Phillip negó con la cabeza.
—Puesto que soy hijo ilegítimo de Kevin McGowan, y puesto que mi madre, dolida y avergonzada, renunció a exigirle que reconociera su paternidad, no dispongo de ningún documento que certifique mi procedencia.
—Por el amor de Dios, esto es una impertinencia… —resopló Patricia, pero Tim la hizo callar de nuevo.
—Déjalo hablar, Patricia —le dijo.
Leon intercedió a favor de su mujer:
—Yo diría que no tenemos ninguna necesidad de escuchar estas patrañas, y considero que el señor Bowen debe marcharse inmediatamente.
Phillip se mantuvo impertérrito. Jessica, que estaba muy cerca de él y lo observaba atentamente, fue la única en advertir que tenía el puño izquierdo tan apretado que los nudillos le blanqueaban. Y bajo su ojo izquierdo se apreciaba un ligero temblor.
—Puedo explicarles muchas cosas de Kevin McGowan —les dijo—. Un montón de detalles que los llevarían a reconocer que no puedo ser un farsante. Pero, si aun así decidieran no creerme…
—¡Basta! ¡Esto es el colmo! ¡Me niego a seguir escuchándolo! —exclamó Patricia.
—Si decidieran no creerme —continuó Phillip, y miró a Patricia a los ojos—, solicitaré legalmente la exhumación de su abuelo; es decir, de mi padre. Con el análisis genético saldremos definitivamente de dudas.
Tras aquellas palabras todos se quedaron paralizados y en silencio. Entonces Patricia rompió a reír, y su risa sonó aguda y chirriante.
—Pero ¡qué desfachatez! —gritó—. ¡Es lo más absurdo que he oído en mi vida! Señor Bowen, mi abuelo lleva muerto más de diez años y yo jamás permitiría que profanasen sus restos mortales.

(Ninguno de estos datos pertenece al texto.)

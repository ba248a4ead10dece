//! Grid maze model, generation, persistence and rendering
//!
//! This crate provides the data structures and algorithms shared by the
//! host program: a rectangular lattice of cells whose walls are stored once
//! and shared between neighbours, a pluggable "architect" abstraction that
//! carves passages, a bit-exact binary codec, and a renderer that turns wall
//! state into a packed monochrome bitmap.
//!
//! The crate performs no file-system access. Random numbers and image
//! encoding are supplied by the caller through [`RandomSource`] and
//! [`ImageEncoder`].

pub mod architect;
pub mod error;
pub mod grid;
pub mod maze_gen;
pub mod persist;
pub mod render;
pub mod rng;
pub mod wall;

// Re-export commonly used types for convenience
pub use architect::{Architect, FloorPlan};
pub use error::{MazeError, Result};
pub use grid::Maze;
pub use maze_gen::{ExitPlacement, RecursiveBacktracker, DIRECTION_ORDERINGS};
pub use render::{render, render_to, Bitmap, ImageEncoder};
pub use rng::{RandomSource, SimpleLCG};
#[cfg(feature = "rand")]
pub use rng::RngSource;
pub use wall::{Cell, Direction, Position, Wall};

/// Smallest width or height a maze may have
pub const MIN_DIMENSION: usize = 2;

/// Smallest pixel size of one cell in a rendered bitmap
pub const MIN_GRID_SIZE: usize = 2;

/// Value stored for both coordinates of an unset entrance or exit
pub const UNSET_COORDINATE: u64 = u64::MAX;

Además, por si no lo sabe, es imposible realizar un análisis genético después de tantos años…
—Se equivoca —respondió Phillip—. La ciencia avanza continuamente, y en la actualidad se conocen métodos para obtener el ADN de personas que llevan muertas mucho tiempo.

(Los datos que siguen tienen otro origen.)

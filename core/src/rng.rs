//! Random number sources for maze generation
//!
//! Architects only need the [`RandomSource`] contract. Two implementations
//! are provided:
//! - [`SimpleLCG`], a Park-Miller generator (MINSTD) giving the same maze
//!   for the same seed on every platform;
//! - [`RngSource`] (feature `rand`), wrapping any `rand` generator.
//!
//! Constants:
//! - Multiplier (a): 48271
//! - Modulus (m): 2^31 - 1 = 2147483647
//!
//! Reference: https://en.wikipedia.org/wiki/Lehmer_random_number_generator

/// Uniformly distributed integers for architects
pub trait RandomSource {
    /// Random integer in `[low, high]` (inclusive)
    fn uniform_range(&mut self, low: usize, high: usize) -> usize;

    /// Random index in `[0, n)`; `n` must be non-zero
    fn uniform_index(&mut self, n: usize) -> usize;
}

/// Park-Miller Linear Congruential Generator
///
/// Generates a deterministic sequence of pseudo-random numbers from a seed.
/// Same seed always produces the same sequence.
#[derive(Clone, Debug)]
pub struct SimpleLCG {
    state: u32,
}

impl SimpleLCG {
    const A: u64 = 48271;
    const M: u64 = 2147483647; // 2^31 - 1

    /// Create a new LCG with the given seed
    ///
    /// Seed 0 is replaced with 1 to avoid a degenerate sequence; seeds are
    /// reduced modulo 2^31 - 1 so the state never reaches the modulus.
    pub fn new(seed: u32) -> Self {
        let state = (seed as u64 % Self::M) as u32;
        Self {
            state: if state == 0 { 1 } else { state },
        }
    }

    fn advance(&mut self) {
        // u64 keeps the product from overflowing
        self.state = ((self.state as u64 * Self::A) % Self::M) as u32;
    }

    /// Next raw state value, in `[1, 2^31 - 1)`
    pub fn next_u32(&mut self) -> u32 {
        self.advance();
        self.state
    }

    /// Random integer in range [a, b] (inclusive)
    ///
    /// Pure integer arithmetic: `a + state * (b - a + 1) / M`
    pub fn randint(&mut self, a: usize, b: usize) -> usize {
        self.advance();

        let range = (b - a + 1) as u64;
        let scaled = (self.state as u64 * range) / Self::M;
        a + scaled as usize
    }

    /// Choose random index from a range [0, len)
    pub fn choice_index(&mut self, len: usize) -> usize {
        self.advance();

        let scaled = (self.state as u64 * len as u64) / Self::M;
        scaled as usize
    }
}

impl RandomSource for SimpleLCG {
    fn uniform_range(&mut self, low: usize, high: usize) -> usize {
        self.randint(low, high)
    }

    fn uniform_index(&mut self, n: usize) -> usize {
        self.choice_index(n)
    }
}

/// [`RandomSource`] backed by a `rand` generator
#[cfg(feature = "rand")]
#[derive(Clone, Debug)]
pub struct RngSource<R> {
    rng: R,
}

#[cfg(feature = "rand")]
impl<R: rand::Rng> RngSource<R> {
    pub fn new(rng: R) -> Self {
        Self { rng }
    }

    pub fn into_inner(self) -> R {
        self.rng
    }
}

#[cfg(feature = "rand")]
impl RngSource<rand::rngs::ThreadRng> {
    /// Source backed by the thread-local generator
    pub fn thread() -> Self {
        Self::new(rand::thread_rng())
    }
}

#[cfg(feature = "rand")]
impl<R: rand::Rng> RandomSource for RngSource<R> {
    fn uniform_range(&mut self, low: usize, high: usize) -> usize {
        self.rng.gen_range(low..=high)
    }

    fn uniform_index(&mut self, n: usize) -> usize {
        self.rng.gen_range(0..n)
    }
}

Patricia lo fulminó con la mirada.
—¡Le ruego que se marche de mi casa! Ninguno de los aquí presentes tiene el menor deseo de seguir escuchando sus fantasías.
—Me temo que mi mujer tiene razón —añadió Leon con frialdad—. Váyase usted, señor Bowen.

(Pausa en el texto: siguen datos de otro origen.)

//! Generation settings, loadable from JSON and overridable from the CLI

use std::fs;
use std::path::{Path, PathBuf};

use maze_core::{ExitPlacement, MIN_DIMENSION, MIN_GRID_SIZE};
use serde::{Deserialize, Serialize};

/// Where the exit is placed relative to the entrance edge
#[derive(Debug, Clone, Copy, Serialize, Deserialize, PartialEq, Eq, Default)]
#[serde(rename_all = "lowercase")]
pub enum ExitEdge {
    /// Same edge as the entrance
    #[default]
    Same,
    /// Edge opposite the entrance
    Opposite,
}

impl std::str::FromStr for ExitEdge {
    type Err = String;

    fn from_str(s: &str) -> Result<Self, Self::Err> {
        match s.to_lowercase().as_str() {
            "same" => Ok(ExitEdge::Same),
            "opposite" => Ok(ExitEdge::Opposite),
            _ => Err(format!("Invalid exit edge: '{}'. Must be 'same' or 'opposite'", s)),
        }
    }
}

impl std::fmt::Display for ExitEdge {
    fn fmt(&self, f: &mut std::fmt::Formatter<'_>) -> std::fmt::Result {
        match self {
            ExitEdge::Same => write!(f, "same"),
            ExitEdge::Opposite => write!(f, "opposite"),
        }
    }
}

impl From<ExitEdge> for ExitPlacement {
    fn from(edge: ExitEdge) -> Self {
        match edge {
            ExitEdge::Same => ExitPlacement::SameEdge,
            ExitEdge::Opposite => ExitPlacement::OppositeEdge,
        }
    }
}

/// Settings for one generate-render-save run
#[derive(Debug, Clone, Serialize, Deserialize, PartialEq, Eq)]
#[serde(default)]
pub struct MazeConfig {
    /// Maze width in cells
    pub width: usize,
    /// Maze height in cells
    pub height: usize,
    /// Pixels per cell in the rendered image
    pub grid_size: usize,
    /// Seed for the deterministic generator; `None` draws from the thread RNG
    pub seed: Option<u32>,
    pub exit_edge: ExitEdge,
    /// PNG output
    pub image_path: PathBuf,
    /// Binary maze output
    pub data_path: PathBuf,
}

impl Default for MazeConfig {
    fn default() -> Self {
        Self {
            width: 40,
            height: 30,
            grid_size: 11,
            seed: None,
            exit_edge: ExitEdge::Same,
            image_path: PathBuf::from("maze.png"),
            data_path: PathBuf::from("maze.png.maze"),
        }
    }
}

impl MazeConfig {
    /// Load settings from a JSON file; missing fields take their defaults
    pub fn from_file(path: impl AsRef<Path>) -> Result<Self, Box<dyn std::error::Error>> {
        let json = fs::read_to_string(path.as_ref())?;
        let config: MazeConfig = serde_json::from_str(&json)?;
        Ok(config)
    }

    /// Reject settings the maze core would refuse, before any work starts
    pub fn validate(&self) -> Result<(), String> {
        if self.width < MIN_DIMENSION || self.height < MIN_DIMENSION {
            return Err(format!(
                "Maze must be at least {}x{} cells (got {}x{})",
                MIN_DIMENSION, MIN_DIMENSION, self.width, self.height
            ));
        }
        if self.grid_size < MIN_GRID_SIZE {
            return Err(format!(
                "Grid size must be at least {} pixels (got {})",
                MIN_GRID_SIZE, self.grid_size
            ));
        }
        Ok(())
    }
}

—A mí me gustaría saber —terció Tim, entornando los ojos hasta convertirlos en dos ranuras, algo que, en opinión de Jessica, le daba un aspecto de lo más inquietante— por qué querría alguien perder tiempo, y quizá dinero, en demostrar su parentesco con Patricia Roth. ¿Busca usted una familia o acaso existen otros motivos?
—¿No se le ocurre nada? —respondió Phillip.
—Oh, desde luego que sí —repuso Tim—. Evidentemente, tengo una sospecha.
—Pues seguramente está en lo cierto. —Phillip paseó la mirada por la habitación: la chimenea, las paredes forradas de madera, el techo alto… y por fin volvió a fijarse en Patricia—. La casa —dijo—. Toda la propiedad. Usted la heredó de su abuelo; pero, puesto que su abuelo tenía otro hijo, es decir, yo… —Hizo una breve pausa—. Sólo quiero que comparta usted un poco, señora Roth. Quiero la mitad de Stanbury House.